The National Highway Traffic Safety Administration said an air bag failure that occurred in a low-humidity location prompted it to ask for the expanded recall. The affected air bags contain a propellant that can cause them to explode when deployed, shooting metal shrapnel. Five deaths are linked to the defective air bags.
It’s believed that moisture makes the air bag propellant more combustible, so the initial recalls were targeted at hot, high-humidity regions, including Florida, Hawaii, the Virgin Islands and Puerto Rico. We first told you about the air bag recalls here.
According to ABC, NHTSA deputy administrator David Friedman called Takata’s refusal to embrace a nationwide recall frustrating and unacceptable.
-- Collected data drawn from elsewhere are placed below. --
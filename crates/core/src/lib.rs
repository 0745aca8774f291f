#![warn(missing_docs)]
//! Core primitives shared across the workspace.

pub mod cell;

use rand::{rngs::StdRng, SeedableRng};
use serde::{Deserialize, Serialize};

pub use cell::{nearest_cell_coord, BlockCell};

/// Fixed simulation tick. One kinematic update runs per entity per tick.
#[derive(Debug, Clone, Copy, Default, PartialEq, Eq, PartialOrd, Ord, Hash, Serialize, Deserialize)]
pub struct SimTick(pub u64);

impl SimTick {
    /// First tick in any deterministic timeline.
    pub const ZERO: Self = Self(0);

    /// Advance by `delta` ticks.
    pub fn advance(self, delta: u64) -> Self {
        Self(self.0 + delta)
    }

    /// Ticks elapsed since `earlier` (zero if `earlier` is in the future).
    pub fn since(self, earlier: SimTick) -> u64 {
        self.0.saturating_sub(earlier.0)
    }
}

/// Helper to derive a reproducible RNG seeded by world + domain + tick.
pub fn scoped_rng(world_seed: u64, domain_hash: u64, tick: SimTick) -> StdRng {
    let seed = world_seed ^ domain_hash ^ tick.0;
    StdRng::seed_from_u64(seed)
}
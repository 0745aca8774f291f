//! Sound effect definitions.

use serde::{Deserialize, Serialize};

/// Identifiers for sound effects a moving entity can emit.
#[derive(Debug, Clone, Copy, PartialEq, Eq, Hash, Serialize, Deserialize)]
pub enum SoundId {
    /// Walking on grass, first variant
    FootGrass1,
    /// Walking on grass, second variant
    FootGrass2,
    /// Walking on grass, third variant
    FootGrass3,
    /// Walking on grass, fourth variant
    FootGrass4,
    /// Walking on grass, fifth variant
    FootGrass5,
}

impl SoundId {
    /// Every footstep variant, in selection order.
    pub const FOOTSTEPS: [SoundId; 5] = [
        SoundId::FootGrass1,
        SoundId::FootGrass2,
        SoundId::FootGrass3,
        SoundId::FootGrass4,
        SoundId::FootGrass5,
    ];

    /// Pick a footstep variant from a raw random draw (`|draw| % 5`).
    pub fn footstep(draw: i32) -> SoundId {
        Self::FOOTSTEPS[(draw.unsigned_abs() % Self::FOOTSTEPS.len() as u32) as usize]
    }

    /// Get the relative file path for this sound effect.
    pub fn file_path(&self) -> &'static str {
        match self {
            SoundId::FootGrass1 => "sounds/step/grass1.ogg",
            SoundId::FootGrass2 => "sounds/step/grass2.ogg",
            SoundId::FootGrass3 => "sounds/step/grass3.ogg",
            SoundId::FootGrass4 => "sounds/step/grass4.ogg",
            SoundId::FootGrass5 => "sounds/step/grass5.ogg",
        }
    }

    /// Get the default volume for this sound (0.0 to 1.0).
    pub fn default_volume(&self) -> f32 {
        // Footsteps are subtle
        0.4
    }

    /// Whether this sound is a footstep.
    pub fn is_footstep(&self) -> bool {
        Self::FOOTSTEPS.contains(self)
    }
}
Though the NHTSA can’t order a recall, The Wall Street Journal said it can fine companies for failing to respond to safety problems. The Journal reported:
“We are following the data where it takes us,” Mr. Friedman said. “If Takata and the automakers fail to expand the recall we will make them do so. We have the ability to fine them and take whatever other action at our disposal under the law.”
According to The New York Times, the NHTSA hasn’t released a specific list of the makes, models and years of vehicles that would be impacted by an expanded recall. “But the expansions will affect millions of vehicles made by Ford, Honda, Chrysler, Mazda and BMW, mostly from model years 2008 or earlier,” the Times said.
The NHTSA’s call for an expanded recall does not cover passenger’s side air bags.
“When asked why they were not included, Mr. Friedman said that they were different in design from those on the driver’s side, and that tests so far did not suggest a need to include them,” the Times said.
Former NHTSA administrator Joan Claybrook told NPR that the initial recall focus was far too narrow.
“The whole concept of … regional recalls based on high humidity affecting the air bag inflator was ridiculous,” she said. “Because cars travel all over the United States, and you can’t isolate them that way.”